“Misery Loves Company” Brad Jersak

“In misery, Euphues, it is a great comfort to have a companion.”
– John Lyly, Eupheues (1578)

Faustus: “Stay, Mephistopheles, and tell me, what good will my soul do thy lord?”
Mephistopheles: “Enlarge his kingdom.”
Faustus: “Is that the reason why he tempts us thus?”
Mephistopheles: “Solamen misers socios habuisse doloris.” (2.1.38-41)
– Christopher Marlowe, Dr. Faustus (1592)

“For that is commonly said, that companions in misery are a comfort one to another.”
– John Huygen van Linschoten, His discourse of voyages into ye Easte & West Indies (1598)

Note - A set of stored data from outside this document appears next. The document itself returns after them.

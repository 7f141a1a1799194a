//! 배처 설정
//!
//! [`BatcherConfig`]는 core의 `[batcher]` 섹션에서 생성되며,
//! 배처 생성 시점에 한 번 검증됩니다.

use crate::error::BatcherError;

/// 기본 최대 용량 (컴포넌트+릴레이션 수)
pub const DEFAULT_MAX_CAPACITY: usize = 1000;

/// 배처 설정
#[derive(Debug, Clone, PartialEq, Eq)]
pub struct BatcherConfig {
    /// 활성화 여부
    pub enabled: bool,
    /// 자동 플러시 임계값
    pub max_capacity: usize,
}

impl Default for BatcherConfig {
    fn default() -> Self {
        Self {
            enabled: true,
            max_capacity: DEFAULT_MAX_CAPACITY,
        }
    }
}

impl BatcherConfig {
    /// 지정한 용량으로 설정을 생성합니다.
    pub fn with_capacity(max_capacity: usize) -> Self {
        Self {
            max_capacity,
            ..Self::default()
        }
    }

    /// core의 `BatcherConfig`에서 배처 설정을 생성합니다.
    ///
    /// 환경변수 오버라이드는 core 설정 로딩 단계에서 이미 적용되어 있습니다.
    pub fn from_core(core: &topoagent_core::config::BatcherConfig) -> Self {
        Self {
            enabled: core.enabled,
            max_capacity: core.max_capacity,
        }
    }

    /// 설정값을 검증합니다.
    pub fn validate(&self) -> Result<(), BatcherError> {
        if self.max_capacity == 0 {
            return Err(BatcherError::Config {
                field: "max_capacity".to_owned(),
                reason: "must be greater than 0".to_owned(),
            });
        }
        Ok(())
    }
}
//! 설정 관리 — topoagent.toml 파싱 및 런타임 설정
//!
//! [`AgentConfig`]는 모든 컴포넌트의 설정을 담는 최상위 구조체입니다.
//!
//! # 설정 로딩 우선순위
//! 1. CLI 인자 (최고 우선)
//! 2. 환경변수 (`TOPOAGENT_BATCHER_MAX_CAPACITY=500` 형식)
//! 3. 설정 파일 (`topoagent.toml`)
//! 4. 기본값 (`Default` 구현)
//!
//! # 사용 예시
//! ```no_run
//! # async fn example() -> Result<(), topoagent_core::error::AgentError> {
//! use topoagent_core::config::AgentConfig;
//!
//! // 파일에서 로드 + 환경변수 오버라이드
//! let config = AgentConfig::load("topoagent.toml").await?;
//!
//! // TOML 문자열에서 직접 파싱
//! let config = AgentConfig::parse("[batcher]\nmax_capacity = 200")?;
//! # Ok(())
//! # }
//! ```

use std::path::Path;

use serde::{Deserialize, Serialize};
use tracing::warn;

use crate::error::{AgentError, ConfigError};

/// 배처 용량 환경변수 (시작 시 한 번 읽음)
pub const BATCHER_MAX_CAPACITY_ENV: &str = "TOPOAGENT_BATCHER_MAX_CAPACITY";

/// topoagent 통합 설정
///
/// `topoagent.toml` 파일의 최상위 구조를 나타냅니다.
/// 각 컴포넌트는 자기 섹션만 읽어 사용합니다.
#[derive(Debug, Clone, Default, Serialize, Deserialize)]
pub struct AgentConfig {
    /// 일반 설정
    #[serde(default)]
    pub general: GeneralConfig,
    /// 토폴로지 배처 설정
    #[serde(default)]
    pub batcher: BatcherConfig,
    /// 전송 큐 설정
    #[serde(default)]
    pub forwarder: ForwarderConfig,
    /// Docker 토폴로지 체크 설정
    #[serde(default)]
    pub docker: DockerConfig,
    /// Prometheus 메트릭 설정
    #[serde(default)]
    pub metrics: MetricsConfig,
}

impl AgentConfig {
    /// TOML 파일에서 설정을 로드하고 환경변수 오버라이드를 적용합니다.
    ///
    /// 설정 로딩 순서:
    /// 1. TOML 파일 파싱
    /// 2. 환경변수 오버라이드 적용
    /// 3. 유효성 검증
    pub async fn load(path: impl AsRef<Path>) -> Result<Self, AgentError> {
        let mut config = Self::from_file(path).await?;
        config.apply_env_overrides()?;
        config.validate()?;
        Ok(config)
    }

    /// TOML 파일에서 설정을 로드합니다 (환경변수 오버라이드 없음).
    pub async fn from_file(path: impl AsRef<Path>) -> Result<Self, AgentError> {
        let path = path.as_ref();
        let content = tokio::fs::read_to_string(path).await.map_err(|e| {
            if e.kind() == std::io::ErrorKind::NotFound {
                AgentError::Config(ConfigError::FileNotFound {
                    path: path.display().to_string(),
                })
            } else {
                AgentError::Io(e)
            }
        })?;
        let config = Self::parse(&content)?;
        config.validate()?;
        Ok(config)
    }

    /// TOML 문자열에서 설정을 파싱합니다.
    pub fn parse(toml_str: &str) -> Result<Self, AgentError> {
        toml::from_str(toml_str).map_err(|e| {
            AgentError::Config(ConfigError::ParseFailed {
                reason: e.to_string(),
            })
        })
    }

    /// 환경변수로 설정값을 오버라이드합니다.
    ///
    /// 환경변수 네이밍 규칙: `TOPOAGENT_{SECTION}_{FIELD}`
    ///
    /// 대부분의 필드는 파싱 실패 시 경고 후 무시하지만,
    /// 배처 용량은 잘못된 값이면 에러를 반환합니다.
    pub fn apply_env_overrides(&mut self) -> Result<(), AgentError> {
        // General
        override_string(&mut self.general.log_level, "TOPOAGENT_GENERAL_LOG_LEVEL");
        override_string(&mut self.general.log_format, "TOPOAGENT_GENERAL_LOG_FORMAT");
        override_string(&mut self.general.hostname, "TOPOAGENT_GENERAL_HOSTNAME");
        override_string(&mut self.general.pid_file, "TOPOAGENT_GENERAL_PID_FILE");

        // Batcher
        override_bool(&mut self.batcher.enabled, "TOPOAGENT_BATCHER_ENABLED");
        override_capacity(&mut self.batcher.max_capacity, BATCHER_MAX_CAPACITY_ENV)?;

        // Forwarder
        override_usize(
            &mut self.forwarder.queue_capacity,
            "TOPOAGENT_FORWARDER_QUEUE_CAPACITY",
        );

        // Docker
        override_bool(&mut self.docker.enabled, "TOPOAGENT_DOCKER_ENABLED");
        override_string(&mut self.docker.docker_socket, "TOPOAGENT_DOCKER_SOCKET");
        override_u64(
            &mut self.docker.collection_interval_secs,
            "TOPOAGENT_DOCKER_COLLECTION_INTERVAL_SECS",
        );

        // Metrics
        override_bool(&mut self.metrics.enabled, "TOPOAGENT_METRICS_ENABLED");
        override_string(&mut self.metrics.listen_addr, "TOPOAGENT_METRICS_LISTEN_ADDR");
        override_u16(&mut self.metrics.port, "TOPOAGENT_METRICS_PORT");

        Ok(())
    }

    /// 설정값의 유효성을 검증합니다.
    pub fn validate(&self) -> Result<(), AgentError> {
        let valid_levels = ["trace", "debug", "info", "warn", "error"];
        if !valid_levels.contains(&self.general.log_level.as_str()) {
            return Err(ConfigError::InvalidValue {
                field: "general.log_level".to_owned(),
                reason: format!("must be one of: {}", valid_levels.join(", ")),
            }
            .into());
        }

        let valid_formats = ["json", "pretty"];
        if !valid_formats.contains(&self.general.log_format.as_str()) {
            return Err(ConfigError::InvalidValue {
                field: "general.log_format".to_owned(),
                reason: format!("must be one of: {}", valid_formats.join(", ")),
            }
            .into());
        }

        // 용량 0은 용량 기반 플러시를 사실상 끄게 되므로 거부
        if self.batcher.max_capacity == 0 {
            return Err(ConfigError::InvalidValue {
                field: "batcher.max_capacity".to_owned(),
                reason: "must be greater than 0".to_owned(),
            }
            .into());
        }

        if self.forwarder.queue_capacity == 0 {
            return Err(ConfigError::InvalidValue {
                field: "forwarder.queue_capacity".to_owned(),
                reason: "must be greater than 0".to_owned(),
            }
            .into());
        }

        if self.docker.enabled {
            if self.docker.collection_interval_secs == 0 {
                return Err(ConfigError::InvalidValue {
                    field: "docker.collection_interval_secs".to_owned(),
                    reason: "must be greater than 0".to_owned(),
                }
                .into());
            }
            if self.docker.docker_socket.is_empty() {
                return Err(ConfigError::InvalidValue {
                    field: "docker.docker_socket".to_owned(),
                    reason: "socket path must not be empty when docker is enabled".to_owned(),
                }
                .into());
            }
        }

        if self.metrics.enabled && self.metrics.port == 0 {
            return Err(ConfigError::InvalidValue {
                field: "metrics.port".to_owned(),
                reason: "must be greater than 0".to_owned(),
            }
            .into());
        }

        Ok(())
    }
}

/// 일반 설정
#[derive(Debug, Clone, Serialize, Deserialize)]
#[serde(default)]
pub struct GeneralConfig {
    /// 로그 레벨 (trace, debug, info, warn, error)
    pub log_level: String,
    /// 로그 형식 (json, pretty)
    pub log_format: String,
    /// 보고용 호스트명 (비어 있으면 `HOSTNAME` 환경변수 사용)
    pub hostname: String,
    /// PID 파일 경로 (비어 있으면 생성하지 않음)
    pub pid_file: String,
}

impl Default for GeneralConfig {
    fn default() -> Self {
        Self {
            log_level: "info".to_owned(),
            log_format: "json".to_owned(),
            hostname: String::new(),
            pid_file: "/var/run/topoagent/topoagent.pid".to_owned(),
        }
    }
}

impl GeneralConfig {
    /// 보고용 호스트명을 결정합니다.
    ///
    /// 설정값 -> `HOSTNAME` 환경변수 -> `"localhost"` 순서로 선택합니다.
    pub fn resolve_hostname(&self) -> String {
        if !self.hostname.is_empty() {
            return self.hostname.clone();
        }
        match std::env::var("HOSTNAME") {
            Ok(name) if !name.trim().is_empty() => name.trim().to_owned(),
            _ => "localhost".to_owned(),
        }
    }
}

/// 토폴로지 배처 설정
#[derive(Debug, Clone, Serialize, Deserialize)]
#[serde(default)]
pub struct BatcherConfig {
    /// 활성화 여부 (비활성화 시 제출은 no-op으로 버려짐)
    pub enabled: bool,
    /// 자동 플러시 전 버퍼에 담을 최대 컴포넌트+릴레이션 수
    pub max_capacity: usize,
}

impl Default for BatcherConfig {
    fn default() -> Self {
        Self {
            enabled: true,
            max_capacity: 1000,
        }
    }
}

/// 전송 큐 설정
#[derive(Debug, Clone, Serialize, Deserialize)]
#[serde(default)]
pub struct ForwarderConfig {
    /// 직렬화된 페이로드 큐 용량
    pub queue_capacity: usize,
}

impl Default for ForwarderConfig {
    fn default() -> Self {
        Self { queue_capacity: 100 }
    }
}

/// Docker 토폴로지 체크 설정
#[derive(Debug, Clone, Serialize, Deserialize)]
#[serde(default)]
pub struct DockerConfig {
    /// 활성화 여부
    pub enabled: bool,
    /// Docker 소켓 경로
    pub docker_socket: String,
    /// 수집 주기 (초)
    pub collection_interval_secs: u64,
}

impl Default for DockerConfig {
    fn default() -> Self {
        Self {
            enabled: false,
            docker_socket: "/var/run/docker.sock".to_owned(),
            collection_interval_secs: 30,
        }
    }
}

/// Prometheus 메트릭 설정
#[derive(Debug, Clone, Serialize, Deserialize)]
#[serde(default)]
pub struct MetricsConfig {
    /// 활성화 여부
    pub enabled: bool,
    /// 리스닝 주소
    pub listen_addr: String,
    /// 리스닝 포트
    pub port: u16,
    /// 스크레이프 경로
    pub endpoint: String,
}

impl Default for MetricsConfig {
    fn default() -> Self {
        Self {
            enabled: false,
            listen_addr: "127.0.0.1".to_owned(),
            port: 9464,
            endpoint: "/metrics".to_owned(),
        }
    }
}

// --- 환경변수 오버라이드 헬퍼 ---

fn override_string(target: &mut String, env_key: &str) {
    if let Ok(val) = std::env::var(env_key) {
        *target = val;
    }
}

fn override_bool(target: &mut bool, env_key: &str) {
    if let Ok(val) = std::env::var(env_key) {
        match val.parse::<bool>() {
            Ok(parsed) => *target = parsed,
            Err(_) => warn!(
                env_key,
                value = val.as_str(),
                "failed to parse bool from env var, ignoring"
            ),
        }
    }
}

fn override_usize(target: &mut usize, env_key: &str) {
    if let Ok(val) = std::env::var(env_key) {
        match val.parse::<usize>() {
            Ok(parsed) => *target = parsed,
            Err(_) => warn!(
                env_key,
                value = val.as_str(),
                "failed to parse usize from env var, ignoring"
            ),
        }
    }
}

fn override_u16(target: &mut u16, env_key: &str) {
    if let Ok(val) = std::env::var(env_key) {
        match val.parse::<u16>() {
            Ok(parsed) => *target = parsed,
            Err(_) => warn!(
                env_key,
                value = val.as_str(),
                "failed to parse u16 from env var, ignoring"
            ),
        }
    }
}

fn override_u64(target: &mut u64, env_key: &str) {
    if let Ok(val) = std::env::var(env_key) {
        match val.parse::<u64>() {
            Ok(parsed) => *target = parsed,
            Err(_) => warn!(
                env_key,
                value = val.as_str(),
                "failed to parse u64 from env var, ignoring"
            ),
        }
    }
}

/// 용량 오버라이드는 다른 필드와 달리 잘못된 값을 무시하지 않습니다.
fn override_capacity(target: &mut usize, env_key: &str) -> Result<(), ConfigError> {
    let Ok(val) = std::env::var(env_key) else {
        return Ok(());
    };

    let parsed = val
        .trim()
        .parse::<i64>()
        .map_err(|_| ConfigError::InvalidValue {
            field: "batcher.max_capacity".to_owned(),
            reason: format!("{env_key}='{val}' is not an integer"),
        })?;

    if parsed <= 0 {
        return Err(ConfigError::InvalidValue {
            field: "batcher.max_capacity".to_owned(),
            reason: format!("{env_key}={parsed} must be a positive integer"),
        });
    }

    *target = usize::try_from(parsed).map_err(|_| ConfigError::InvalidValue {
        field: "batcher.max_capacity".to_owned(),
        reason: format!("{env_key}={parsed} does not fit in usize"),
    })?;
    Ok(())
}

“I’m glad to see you, stranger – misery loves company.”
– Alphonso Westmore, The Pedlar (1820)

Question:

How does Christ’s suffering with us deliver us from suffering if we’re still suffering?

Response:

Let’s use a practical example. Think of those precious friends whose love for us is so deep that when we suffer, they feel our pain, weep, and mourn with us. We call that kind of love “empathy” (literally, suffering with). As the hands and feet and eyes and ears and heart of the Body of Christ, they embody Christ’s presence. In and through such friends, through his Body, Christ suffers with us as we suffer.

Under those circumstances, the very real part of our suffering—related to grief, loss, and pain common to the human condition—may not change immediately. Well, of course, they will change eventually. They will pass through us and over us, but we will suffer them. And Christ and our friends will suffer them with us.

But, but, but also… with an empathetic companion, other aspects of our suffering (that I call affliction)—such as meaninglessness, hopelessness, isolation, alienation—are transfigured and healed so that we can experience love, joy, hope, peace, and presence, even in our suffering. This is the part of our suffering that Christ’s co-suffering does, in fact, deliver us. Those are the wounds that his wounds heal.

I experienced that kind of deliverance recently through an encouraging message from a dear mentor. Despite facing his own mortality—and perhaps because of his suffering—he could co-suffer with me as Christ does. In that moment, I did not feel alone, isolated, or left desolate. That’s how I experience deliverance in Christ’s co-suffering love.